Here is my abyss so it can be purged just like the stomach contents from my kids last week. Will I see Allison at a high school swim meet? Connor at a high school soccer game, scoring with his left foot? Will I just be fragments in Ella’s memory and a non-presence for Mia? And here it is where it is physically painful. I am 39, Staci 38. There are long-term survivors, but to get that label you only need to make it for 5 – 10 years. There are even anecdotes of people living beyond 10 years. I am on therapy that was not available until recently. I am otherwise in good shape (Karnofsky score 110 if I say so myself). But those are long odds, and I am a realist. So I think about a void that I will leave in my home, at work, at the playground watching kids and grandkids, and in our bed. I can offer everything except longevity. After dwelling on this for a few weeks, I am mostly over it, or at least thinking about it less. Tai Duncan offered memorable advice: “you can avoid all that by surviving.” It just does not serve any purpose while I’m here. I truly want Staci to be happy in the future while she spends her days in a convent serving the poor.

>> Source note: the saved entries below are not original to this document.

//! Version parsing and ordering
//!
//! Handles the version forms published on Python package indexes:
//! - Plain releases: `1.2.3`, `2024.1`, `1.0` (compares equal to `1.0.0`)
//! - Pre-releases: `1.2.0a1`, `1.2.0b2`, `1.2.0rc1` (sort below the final)
//! - Dev and post releases: `1.2.0.dev3` (below pre-releases),
//!   `1.2.0.post1` (above the final)
//! - Epochs (`1!2.0`) and local segments (`1.2.0+cpu`, ignored for ordering)

use regex::Regex;
use std::cmp::Ordering;
use std::fmt;
use std::sync::LazyLock;

static VERSION_RE: LazyLock<Regex> = LazyLock::new(|| {
    Regex::new(
        r"(?ix)^v?
          (?:(?P<epoch>\d+)!)?
          (?P<release>\d+(?:\.\d+)*)
          (?:[._-]?(?P<pre_tag>a|b|c|rc|alpha|beta|pre|preview)[._-]?(?P<pre_n>\d+)?)?
          (?P<post>[._-]?(?:post|rev)[._-]?(?P<post_n>\d+)?)?
          (?P<dev>[._-]?dev[._-]?(?P<dev_n>\d+)?)?
          (?:\+[a-z0-9]+(?:[._-][a-z0-9]+)*)?$",
    )
    .expect("version regex is valid")
});

/// Pre-release phase, ordered alpha < beta < release candidate
#[derive(Debug, Clone, Copy, PartialEq, Eq, PartialOrd, Ord)]
enum PreTag {
    Alpha,
    Beta,
    Rc,
}

impl PreTag {
    fn from_str(tag: &str) -> Self {
        match tag.to_ascii_lowercase().as_str() {
            "a" | "alpha" => PreTag::Alpha,
            "b" | "beta" => PreTag::Beta,
            // "c", "pre" and "preview" are spelling variants of "rc"
            _ => PreTag::Rc,
        }
    }
}

/// A parsed package version
///
/// Ordering follows the published-version conventions: release components
/// compare numerically with missing components treated as zero, so `1.2`
/// equals `1.2.0` and `1.02` equals `1.2`.
#[derive(Debug, Clone)]
pub struct PyVersion {
    raw: String,
    epoch: u64,
    release: Vec<u64>,
    pre: Option<(PreTag, u64)>,
    post: Option<u64>,
    dev: Option<u64>,
}

impl PyVersion {
    /// Parses a version string; returns None for anything that does not
    /// follow the standard form
    pub fn parse(s: &str) -> Option<Self> {
        let caps = VERSION_RE.captures(s.trim())?;

        let epoch = caps
            .name("epoch")
            .map_or(Some(0), |m| m.as_str().parse().ok())?;

        let release = caps
            .name("release")?
            .as_str()
            .split('.')
            .map(|part| part.parse::<u64>().ok())
            .collect::<Option<Vec<u64>>>()?;

        let pre = caps.name("pre_tag").map(|tag| {
            let n = caps
                .name("pre_n")
                .and_then(|m| m.as_str().parse().ok())
                .unwrap_or(0);
            (PreTag::from_str(tag.as_str()), n)
        });

        // A bare marker without a number ("1.0.post", "1.0.dev") counts as 0
        let post = caps.name("post").map(|_| {
            caps.name("post_n")
                .and_then(|m| m.as_str().parse().ok())
                .unwrap_or(0)
        });

        let dev = caps.name("dev").map(|_| {
            caps.name("dev_n")
                .and_then(|m| m.as_str().parse().ok())
                .unwrap_or(0)
        });

        Some(Self {
            raw: s.trim().to_string(),
            epoch,
            release,
            pre,
            post,
            dev,
        })
    }

    /// The version string as published
    pub fn as_str(&self) -> &str {
        &self.raw
    }

    /// Returns the nth release component, zero when absent
    pub fn release_component(&self, index: usize) -> u64 {
        self.release.get(index).copied().unwrap_or(0)
    }

    /// Returns true for pre-release and dev versions
    pub fn is_prerelease(&self) -> bool {
        self.pre.is_some() || self.dev.is_some()
    }

    fn release_cmp(&self, other: &Self) -> Ordering {
        let len = self.release.len().max(other.release.len());
        for i in 0..len {
            match self.release_component(i).cmp(&other.release_component(i)) {
                Ordering::Equal => continue,
                ord => return ord,
            }
        }
        Ordering::Equal
    }

    // Phase ordering within one release number:
    // dev < pre-release (dev of a pre sorts below the pre) < final < post
    fn phase_key(&self) -> (u8, u64, u64, u64) {
        let dev_key = self.dev.unwrap_or(u64::MAX);
        match (&self.pre, &self.post) {
            (Some((tag, n)), _) => (1, *tag as u64, *n, dev_key),
            (None, Some(post)) => (3, *post, 0, dev_key),
            (None, None) if self.dev.is_some() => (0, 0, 0, dev_key),
            (None, None) => (2, 0, 0, dev_key),
        }
    }
}

impl PartialEq for PyVersion {
    fn eq(&self, other: &Self) -> bool {
        self.cmp(other) == Ordering::Equal
    }
}

impl Eq for PyVersion {}

impl PartialOrd for PyVersion {
    fn partial_cmp(&self, other: &Self) -> Option<Ordering> {
        Some(self.cmp(other))
    }
}

impl Ord for PyVersion {
    fn cmp(&self, other: &Self) -> Ordering {
        self.epoch
            .cmp(&other.epoch)
            .then_with(|| self.release_cmp(other))
            .then_with(|| self.phase_key().cmp(&other.phase_key()))
    }
}

impl fmt::Display for PyVersion {
    fn fmt(&self, f: &mut fmt::Formatter<'_>) -> fmt::Result {
        f.write_str(&self.raw)
    }
}
//! HTTP client shared foundation
//!
//! This module provides a shared HTTP client with:
//! - Conservative per-request timeout and a User-Agent header
//! - Exponential backoff retry on transient failures and rate limits
//! - Status mapping: 404 becomes PackageNotFound, other non-success
//!   statuses become NetworkError

use crate::error::RegistryError;
use reqwest::Client;
use std::time::Duration;

/// Default timeout for index requests
const DEFAULT_TIMEOUT: Duration = Duration::from_secs(10);

/// Default User-Agent header
const DEFAULT_USER_AGENT: &str = concat!("requp/", env!("CARGO_PKG_VERSION"));

/// Maximum number of retry attempts
const MAX_RETRIES: u32 = 3;

/// Base delay for exponential backoff (in milliseconds)
const BASE_DELAY_MS: u64 = 100;

/// HTTP client wrapper with retry logic
#[derive(Clone)]
pub struct HttpClient {
    client: Client,
    max_retries: u32,
}

impl HttpClient {
    /// Create a new HTTP client with default settings
    pub fn new() -> Result<Self, RegistryError> {
        Self::with_config(DEFAULT_TIMEOUT, DEFAULT_USER_AGENT)
    }

    /// Create a new HTTP client with custom configuration
    pub fn with_config(timeout: Duration, user_agent: &str) -> Result<Self, RegistryError> {
        let client = Client::builder()
            .timeout(timeout)
            .user_agent(user_agent)
            .build()
            .map_err(|e| RegistryError::NetworkError {
                package: String::new(),
                registry: "HTTP client".to_string(),
                message: format!("failed to create HTTP client: {}", e),
            })?;

        Ok(Self {
            client,
            max_retries: MAX_RETRIES,
        })
    }

    /// Set the maximum number of retries
    pub fn with_max_retries(mut self, max_retries: u32) -> Self {
        self.max_retries = max_retries;
        self
    }

    /// Perform a GET request with retry logic and error context
    pub async fn get(
        &self,
        url: &str,
        package: &str,
        registry: &str,
    ) -> Result<reqwest::Response, RegistryError> {
        let mut last_error = None;
        let mut delay = BASE_DELAY_MS;

        for attempt in 0..=self.max_retries {
            match self.client.get(url).send().await {
                Ok(response) => {
                    let status = response.status();

                    if status == reqwest::StatusCode::NOT_FOUND {
                        return Err(RegistryError::package_not_found(package, registry));
                    }

                    if status == reqwest::StatusCode::TOO_MANY_REQUESTS {
                        last_error = Some(RegistryError::rate_limit_exceeded(registry));
                    } else if status.is_server_error() {
                        // Server errors are worth retrying
                        last_error = Some(RegistryError::network_error(
                            package,
                            registry,
                            format!("HTTP {}", status),
                        ));
                    } else if !status.is_success() {
                        return Err(RegistryError::network_error(
                            package,
                            registry,
                            format!("HTTP {}", status),
                        ));
                    } else {
                        return Ok(response);
                    }
                }
                Err(e) => {
                    last_error = Some(if e.is_timeout() {
                        RegistryError::timeout(package, registry)
                    } else {
                        RegistryError::network_error(package, registry, e.to_string())
                    });
                }
            }

            if attempt < self.max_retries {
                tokio::time::sleep(Duration::from_millis(delay)).await;
                delay *= 2;
            }
        }

        Err(last_error.unwrap_or_else(|| {
            RegistryError::network_error(package, registry, "unknown error")
        }))
    }

    /// Perform a GET request and parse the JSON response
    pub async fn get_json<T: serde::de::DeserializeOwned>(
        &self,
        url: &str,
        package: &str,
        registry: &str,
    ) -> Result<T, RegistryError> {
        let response = self.get(url, package, registry).await?;
        response.json::<T>().await.map_err(|e| {
            RegistryError::invalid_response(package, registry, format!("malformed JSON: {}", e))
        })
    }

    /// Perform a GET request and return the response body as text
    pub async fn get_text(
        &self,
        url: &str,
        package: &str,
        registry: &str,
    ) -> Result<String, RegistryError> {
        let response = self.get(url, package, registry).await?;
        response.text().await.map_err(|e| {
            RegistryError::invalid_response(package, registry, format!("unreadable body: {}", e))
        })
    }
}
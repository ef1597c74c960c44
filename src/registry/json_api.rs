//! PyPI JSON API client
//!
//! A single request returns the full package metadata.
//! API endpoint: `{json_repo}/{package}/json`

use crate::error::RegistryError;
use crate::registry::{HttpClient, IndexClient, PackageVersions};
use crate::resolve::VersionInfo;
use async_trait::async_trait;
use chrono::{DateTime, Utc};
use serde::Deserialize;
use std::collections::HashMap;

/// Default base URL for the JSON API
pub const DEFAULT_JSON_REPO: &str = "https://pypi.org/pypi";

/// JSON API client
pub struct JsonIndexClient {
    client: HttpClient,
    base_url: String,
}

/// Package metadata response
#[derive(Debug, Deserialize)]
struct JsonResponse {
    info: PackageInfo,
    /// Release files keyed by version
    #[serde(default)]
    releases: HashMap<String, Vec<ReleaseFile>>,
}

/// The `info` block of the metadata response
#[derive(Debug, Default, Deserialize)]
#[serde(default)]
struct PackageInfo {
    version: Option<String>,
    project_urls: Option<HashMap<String, Option<String>>>,
    docs_url: Option<String>,
    project_url: Option<String>,
    home_page: Option<String>,
    package_url: Option<String>,
}

/// One uploaded file of a release
#[derive(Debug, Deserialize)]
struct ReleaseFile {
    upload_time_iso_8601: Option<String>,
}

impl JsonIndexClient {
    /// Create a new JSON API client against the given base URL
    pub fn new(client: HttpClient, base_url: &str) -> Self {
        Self {
            client,
            base_url: base_url.trim_end_matches('/').to_string(),
        }
    }

    /// Build the metadata URL for a package
    fn build_url(&self, package: &str) -> String {
        format!("{}/{}/json", self.base_url, package)
    }
}

/// Picks the most useful project link: an explicit changelog when listed,
/// otherwise the docs or project page
fn resolve_info_url(info: &PackageInfo) -> Option<String> {
    if let Some(urls) = &info.project_urls {
        for key in ["Changelog", "Changes"] {
            if let Some(Some(url)) = urls.get(key) {
                if !url.is_empty() {
                    return Some(url.clone());
                }
            }
        }
    }

    [
        &info.docs_url,
        &info.project_url,
        &info.home_page,
        &info.package_url,
    ]
    .into_iter()
    .flatten()
    .find(|url| !url.is_empty())
    .cloned()
}

#[async_trait]
impl IndexClient for JsonIndexClient {
    fn index_name(&self) -> &'static str {
        "PyPI JSON API"
    }

    async fn fetch_versions(&self, package: &str) -> Result<PackageVersions, RegistryError> {
        let url = self.build_url(package);
        let response: JsonResponse = self
            .client
            .get_json(&url, package, self.index_name())
            .await?;

        let mut versions = Vec::new();

        for (version, release_files) in response.releases {
            // Earliest upload time across the release's files
            let mut earliest: Option<DateTime<Utc>> = None;
            for file in release_files {
                if let Some(time_str) = &file.upload_time_iso_8601 {
                    if let Ok(time) = time_str.parse::<DateTime<Utc>>() {
                        earliest = Some(match earliest {
                            Some(current) if current < time => current,
                            _ => time,
                        });
                    }
                }
            }
            versions.push(VersionInfo::new(version, earliest));
        }

        // Some mirrors omit the releases map; the advertised latest
        // version still lets a check proceed
        if versions.is_empty() {
            if let Some(version) = response.info.version.clone() {
                versions.push(VersionInfo::new(version, None));
            }
        }

        if versions.is_empty() {
            return Err(RegistryError::no_usable_versions(package, self.index_name()));
        }

        Ok(PackageVersions {
            versions,
            info_url: resolve_info_url(&response.info),
        })
    }
}

#[cfg(test)]
mod tests {
    use super::*;

    fn client() -> JsonIndexClient {
        JsonIndexClient::new(HttpClient::new().unwrap(), "https://pypi.org/pypi")
    }

    #[test]
    fn test_index_name() {
        assert_eq!(client().index_name(), "PyPI JSON API");
    }

    #[test]
    fn test_build_url() {
        assert_eq!(
            client().build_url("requests"),
            "https://pypi.org/pypi/requests/json"
        );
    }

    #[test]
    fn test_build_url_trims_trailing_slash() {
        let client = JsonIndexClient::new(HttpClient::new().unwrap(), "https://pypi.org/pypi/");
        assert_eq!(
            client.build_url("flask-restful"),
            "https://pypi.org/pypi/flask-restful/json"
        );
    }

    #[test]
    fn test_resolve_info_url_prefers_changelog() {
        let mut urls = HashMap::new();
        urls.insert(
            "Changelog".to_string(),
            Some("https://example.com/changelog".to_string()),
        );
        urls.insert(
            "Homepage".to_string(),
            Some("https://example.com".to_string()),
        );
        let info = PackageInfo {
            project_urls: Some(urls),
            home_page: Some("https://example.com".to_string()),
            ..Default::default()
        };
        assert_eq!(
            resolve_info_url(&info).as_deref(),
            Some("https://example.com/changelog")
        );
    }

    #[test]
    fn test_resolve_info_url_changes_key() {
        let mut urls = HashMap::new();
        urls.insert(
            "Changes".to_string(),
            Some("https://example.com/changes".to_string()),
        );
        let info = PackageInfo {
            project_urls: Some(urls),
            ..Default::default()
        };
        assert_eq!(
            resolve_info_url(&info).as_deref(),
            Some("https://example.com/changes")
        );
    }

    #[test]
    fn test_resolve_info_url_falls_back_to_home_page() {
        let info = PackageInfo {
            home_page: Some("https://flask.palletsprojects.com".to_string()),
            ..Default::default()
        };
        assert_eq!(
            resolve_info_url(&info).as_deref(),
            Some("https://flask.palletsprojects.com")
        );
    }

    #[test]
    fn test_resolve_info_url_skips_empty_strings() {
        let info = PackageInfo {
            home_page: Some(String::new()),
            package_url: Some("https://pypi.org/project/x/".to_string()),
            ..Default::default()
        };
        assert_eq!(
            resolve_info_url(&info).as_deref(),
            Some("https://pypi.org/project/x/")
        );
    }

    #[test]
    fn test_resolve_info_url_none_available() {
        assert!(resolve_info_url(&PackageInfo::default()).is_none());
    }

    #[test]
    fn test_parse_response_releases() {
        let raw = r#"{
            "info": {"version": "2.31.0", "home_page": "https://requests.readthedocs.io"},
            "releases": {
                "2.25.0": [{"upload_time_iso_8601": "2020-11-28T15:00:00Z"}],
                "2.31.0": [
                    {"upload_time_iso_8601": "2023-05-22T10:00:00Z"},
                    {"upload_time_iso_8601": "2023-05-22T09:00:00Z"}
                ]
            }
        }"#;
        let response: JsonResponse = serde_json::from_str(raw).unwrap();
        assert_eq!(response.releases.len(), 2);
        assert_eq!(response.info.version.as_deref(), Some("2.31.0"));
    }

    #[test]
    fn test_parse_response_null_project_urls() {
        // PyPI serves "project_urls": null for some packages
        let raw = r#"{"info": {"version": "1.0", "project_urls": null}, "releases": {}}"#;
        let response: JsonResponse = serde_json::from_str(raw).unwrap();
        assert!(response.info.project_urls.is_none());
    }
}
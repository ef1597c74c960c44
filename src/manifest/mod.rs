//! Requirements file parsing and rewriting
//!
//! This module provides:
//! - Tagged-line grammar: every line is classified before any field
//!   extraction (requirement, comment, blank, directive, unsupported,
//!   invalid)
//! - Requirement line parser tolerating extras, markers and comments
//! - ManifestWriter: in-place version rewrites that keep every other
//!   byte of the file intact

mod line;
mod parser;
mod writer;

pub use line::{Line, LineKind};
pub use parser::parse;
pub use writer::ManifestWriter;
//! Configuration for the static validation authority plugin.

use serde::{Deserialize, Serialize};

/// Plugin configuration.
#[derive(Debug, Clone, Default, Deserialize, Serialize)]
#[serde(default, deny_unknown_fields)]
pub struct StaticAuthorityConfig {
    /// Validation mode.
    pub mode: AuthorityMode,

    /// Live tokens for `static_tokens` mode.
    pub tokens: Vec<String>,

    /// Subjects whose credentials are always rejected.
    pub revoked_subjects: Vec<String>,
}

/// Validation mode.
#[derive(Debug, Clone, Copy, PartialEq, Eq, Deserialize, Serialize, Default)]
#[serde(rename_all = "snake_case")]
pub enum AuthorityMode {
    /// Every credential is live unless its subject is revoked.
    #[default]
    AcceptAll,
    /// Only configured tokens are live.
    StaticTokens,
}
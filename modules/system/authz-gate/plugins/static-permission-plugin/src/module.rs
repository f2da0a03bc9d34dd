//! Static permission source wiring.

use std::sync::Arc;

use authz_gate_sdk::{PermissionSource, PermissionSourceError, PermissionRequirement};
use tracing::info;

use crate::config::StaticPermissionConfig;
use crate::domain::Service;

/// Builds the permission source from configuration.
///
/// # Errors
///
/// `Internal` if a configured capability is not of the form `Module:Action`.
#[tracing::instrument(skip_all)]
pub fn init(cfg: &StaticPermissionConfig) -> Result<Arc<dyn PermissionSource>, PermissionSourceError> {
    let configured = cfg
        .default_capabilities
        .iter()
        .chain(cfg.subjects.values().flatten());
    for capability in configured {
        capability
            .parse::<PermissionRequirement>()
            .map_err(|e| PermissionSourceError::Internal(e.to_string()))?;
    }

    info!(
        default_count = cfg.default_capabilities.len(),
        subject_count = cfg.subjects.len(),
        "Static permission source initialized"
    );

    Ok(Arc::new(Service::from_config(cfg)))
}
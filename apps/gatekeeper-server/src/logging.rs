//! Subscriber setup.

use tracing_subscriber::EnvFilter;
use tracing_subscriber::layer::SubscriberExt;
use tracing_subscriber::util::SubscriberInitExt;

use crate::config::LoggingConfig;

/// Installs the global subscriber. `RUST_LOG` wins over `cfg.level`.
///
/// # Errors
///
/// Fails if the level is not a valid filter or a subscriber is already set.
pub fn init(cfg: &LoggingConfig) -> anyhow::Result<()> {
    let filter = match EnvFilter::try_from_default_env() {
        Ok(filter) => filter,
        Err(_) => EnvFilter::try_new(&cfg.level)?,
    };

    let registry = tracing_subscriber::registry().with(filter);
    if cfg.json {
        registry
            .with(
                tracing_subscriber::fmt::layer()
                    .json()
                    .with_current_span(true)
                    .with_span_list(false),
            )
            .try_init()?;
    } else {
        registry
            .with(tracing_subscriber::fmt::layer().with_target(true))
            .try_init()?;
    }
    Ok(())
}
//! Local (in-process) client for the `AuthZ` gate.

use std::sync::Arc;

use async_trait::async_trait;
use authz_gate_sdk::{AuthZGateClient, AuthZGateError};
use gatekeeper_security::Identity;

use super::{AuthorizationGate, DomainError};

/// Local client wrapping the gate.
pub struct AuthZGateLocalClient {
    svc: Arc<AuthorizationGate>,
}

impl AuthZGateLocalClient {
    #[must_use]
    pub fn new(svc: Arc<AuthorizationGate>) -> Self {
        Self { svc }
    }
}

fn log_and_convert(op: &str, e: DomainError) -> AuthZGateError {
    match &e {
        DomainError::PermissionSourceUnavailable(_) | DomainError::ResolutionAborted => {
            tracing::error!(operation = op, error = %e, "authz_gate call failed");
        }
        DomainError::InsufficientPermission { .. } | DomainError::AnonymousCaller { .. } => {
            tracing::debug!(operation = op, error = %e, "authz_gate denied request");
        }
    }
    e.into()
}

#[async_trait]
impl AuthZGateClient for AuthZGateLocalClient {
    async fn authorize(&self, identity: &Identity, operation: &str) -> Result<(), AuthZGateError> {
        self.svc
            .authorize(identity, operation)
            .await
            .map_err(|e| log_and_convert("authorize", e))
    }

    async fn invalidate(&self, identity: &Identity) {
        self.svc.invalidate(identity).await;
    }
}
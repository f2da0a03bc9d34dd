//! Domain models for the `AuthZ` gate module.

use std::collections::HashSet;
use std::fmt;
use std::str::FromStr;

use serde::{Deserialize, Serialize};

use crate::error::PolicyError;

/// A single `Module:Action` permission.
///
/// Both parts are non-empty and free of `:` and whitespace. Comparison is
/// exact and case-sensitive.
#[derive(Debug, Clone, PartialEq, Eq, Hash)]
pub struct PermissionRequirement {
    value: String,
    split: usize,
}

impl PermissionRequirement {
    /// # Errors
    ///
    /// `InvalidPermission` if either part is empty or contains `:` or whitespace.
    pub fn new(module: &str, action: &str) -> Result<Self, PolicyError> {
        format!("{module}:{action}").parse()
    }

    #[must_use]
    pub fn module(&self) -> &str {
        &self.value[..self.split]
    }

    #[must_use]
    pub fn action(&self) -> &str {
        &self.value[self.split + 1..]
    }

    #[must_use]
    pub fn as_str(&self) -> &str {
        &self.value
    }
}

fn valid_part(part: &str) -> bool {
    !part.is_empty() && !part.contains(':') && !part.contains(char::is_whitespace)
}

impl FromStr for PermissionRequirement {
    type Err = PolicyError;

    fn from_str(s: &str) -> Result<Self, Self::Err> {
        match s.split_once(':') {
            Some((module, action)) if valid_part(module) && valid_part(action) => Ok(Self {
                value: s.to_owned(),
                split: module.len(),
            }),
            _ => Err(PolicyError::InvalidPermission(s.to_owned())),
        }
    }
}

impl fmt::Display for PermissionRequirement {
    fn fmt(&self, f: &mut fmt::Formatter<'_>) -> fmt::Result {
        f.write_str(&self.value)
    }
}

/// How a policy combines its requirements.
#[derive(Debug, Clone, Copy, PartialEq, Eq, Default, Serialize, Deserialize)]
#[serde(rename_all = "snake_case")]
pub enum LogicalOperator {
    /// At least one requirement must be held.
    #[default]
    Or,
    /// Every requirement must be held.
    And,
}

/// Permission requirements attached to an operation.
#[derive(Debug, Clone, PartialEq, Eq)]
pub struct Policy {
    operator: LogicalOperator,
    requirements: Vec<PermissionRequirement>,
}

impl Policy {
    /// # Errors
    ///
    /// `Empty` if `requirements` is empty.
    pub fn new(
        operator: LogicalOperator,
        requirements: Vec<PermissionRequirement>,
    ) -> Result<Self, PolicyError> {
        if requirements.is_empty() {
            return Err(PolicyError::Empty);
        }
        Ok(Self {
            operator,
            requirements,
        })
    }

    /// Builds a policy from `Module:Action` strings.
    ///
    /// # Errors
    ///
    /// `Empty` for no permissions, `InvalidPermission` for a malformed one.
    pub fn parse<I, S>(operator: LogicalOperator, permissions: I) -> Result<Self, PolicyError>
    where
        I: IntoIterator<Item = S>,
        S: AsRef<str>,
    {
        let requirements = permissions
            .into_iter()
            .map(|p| p.as_ref().parse())
            .collect::<Result<Vec<_>, _>>()?;
        Self::new(operator, requirements)
    }

    /// Passes if any of `permissions` is held.
    ///
    /// # Errors
    ///
    /// See [`Policy::parse`].
    pub fn any_of<I, S>(permissions: I) -> Result<Self, PolicyError>
    where
        I: IntoIterator<Item = S>,
        S: AsRef<str>,
    {
        Self::parse(LogicalOperator::Or, permissions)
    }

    /// Passes if all of `permissions` are held.
    ///
    /// # Errors
    ///
    /// See [`Policy::parse`].
    pub fn all_of<I, S>(permissions: I) -> Result<Self, PolicyError>
    where
        I: IntoIterator<Item = S>,
        S: AsRef<str>,
    {
        Self::parse(LogicalOperator::And, permissions)
    }

    #[must_use]
    pub fn operator(&self) -> LogicalOperator {
        self.operator
    }

    #[must_use]
    pub fn requirements(&self) -> &[PermissionRequirement] {
        &self.requirements
    }
}

/// Capabilities granted to a caller.
#[derive(Debug, Clone, Default, PartialEq, Eq)]
pub struct CapabilitySet(HashSet<String>);

impl CapabilitySet {
    #[must_use]
    pub fn contains(&self, requirement: &PermissionRequirement) -> bool {
        self.0.contains(requirement.as_str())
    }

    #[must_use]
    pub fn len(&self) -> usize {
        self.0.len()
    }

    #[must_use]
    pub fn is_empty(&self) -> bool {
        self.0.is_empty()
    }
}

impl<S: Into<String>> FromIterator<S> for CapabilitySet {
    fn from_iter<I: IntoIterator<Item = S>>(iter: I) -> Self {
        Self(iter.into_iter().map(Into::into).collect())
    }
}
//! Domain models for the `AuthN` gate module.

use serde::{Deserialize, Serialize};

/// Whether an operation requires an authenticated caller.
#[derive(Debug, Clone, Copy, PartialEq, Eq, Serialize, Deserialize)]
#[serde(rename_all = "snake_case")]
pub enum AuthRequirement {
    /// Anonymous access allowed; the credential is not inspected.
    None,
    /// A valid bearer credential is required.
    Required,
}
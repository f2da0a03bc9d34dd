//! TTL configuration.

use std::time::Duration;

use serde::{Deserialize, Serialize};

fn default_min_ttl_secs() -> u64 {
    1
}

fn default_negative_ttl_secs() -> u64 {
    30
}

/// Cache expiry settings.
#[derive(Debug, Clone, Deserialize, Serialize)]
#[serde(default, deny_unknown_fields)]
pub struct CacheTtlConfig {
    /// Positive results whose credential has less lifetime left than this are not cached.
    pub min_ttl_secs: u64,
    /// How long a rejection stays cached, regardless of the credential's claimed expiry.
    pub negative_ttl_secs: u64,
}

impl Default for CacheTtlConfig {
    fn default() -> Self {
        Self {
            min_ttl_secs: default_min_ttl_secs(),
            negative_ttl_secs: default_negative_ttl_secs(),
        }
    }
}

/// Expiry discipline for credential-derived entries.
#[derive(Debug, Clone, Copy, PartialEq, Eq)]
pub struct CacheTtlPolicy {
    min_ttl: Duration,
    negative_ttl: Duration,
}

impl Default for CacheTtlPolicy {
    fn default() -> Self {
        Self::from(&CacheTtlConfig::default())
    }
}

impl From<&CacheTtlConfig> for CacheTtlPolicy {
    fn from(cfg: &CacheTtlConfig) -> Self {
        Self::new(
            Duration::from_secs(cfg.min_ttl_secs),
            Duration::from_secs(cfg.negative_ttl_secs),
        )
    }
}

impl CacheTtlPolicy {
    #[must_use]
    pub fn new(min_ttl: Duration, negative_ttl: Duration) -> Self {
        Self {
            min_ttl,
            negative_ttl,
        }
    }

    #[must_use]
    pub fn min_ttl(&self) -> Duration {
        self.min_ttl
    }

    #[must_use]
    pub fn negative_ttl(&self) -> Duration {
        self.negative_ttl
    }

    /// TTL for a positive result: the credential's remaining lifetime, or
    /// `None` (do not cache) when that is below the floor.
    #[must_use]
    pub fn positive_ttl(&self, remaining_lifetime: Duration) -> Option<Duration> {
        (remaining_lifetime >= self.min_ttl && !remaining_lifetime.is_zero())
            .then_some(remaining_lifetime)
    }

    /// TTL for a validity verdict.
    #[must_use]
    pub fn validity_ttl(&self, valid: bool, remaining_lifetime: Duration) -> Option<Duration> {
        if valid {
            self.positive_ttl(remaining_lifetime)
        } else {
            Some(self.negative_ttl)
        }
    }
}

No, but I honestly want her to be happy (whatever that entails), and for now, I want to be the reason for it. But I still have some trigger words. Trust me, I am not sensitive to cancer talk and dying. My friend Seth Blumberg sent me a very dark Onion article on a patient that did not ‘fight’ cancer like we are all supposed to. I loved how it just twisted all the themes you hear with unrelenting cruelty. That was funny. My triggers for looking into the abyss are unpredictable. A neighbor was discussing how her mother and step dad would watch her kids after school, and all I could think of was Staci and ‘step dad.’ Or another friendly male was talking to Staci at a party, and I sort of butt in with ‘are you married?’ He was, so I excused myself from the conversation. Anyway, do not be afraid to be a trigger because you cannot help it. It can be anything, but I’m better now as I focus on Plan A.
Next up on the blog: Radiation (XRT) and chemotherapy with infusions of hope q 3 weeks starting 12/7/15. Maybe some side effects, gradual improvements, holidays. I need to start catching up to the present.
Figure: pill packets are a must. My simple regimen between surgery and chemo / XRT was just Keppra twice a day. Impossible to keep straight. On the right, radiation preview. Need to keep that head still!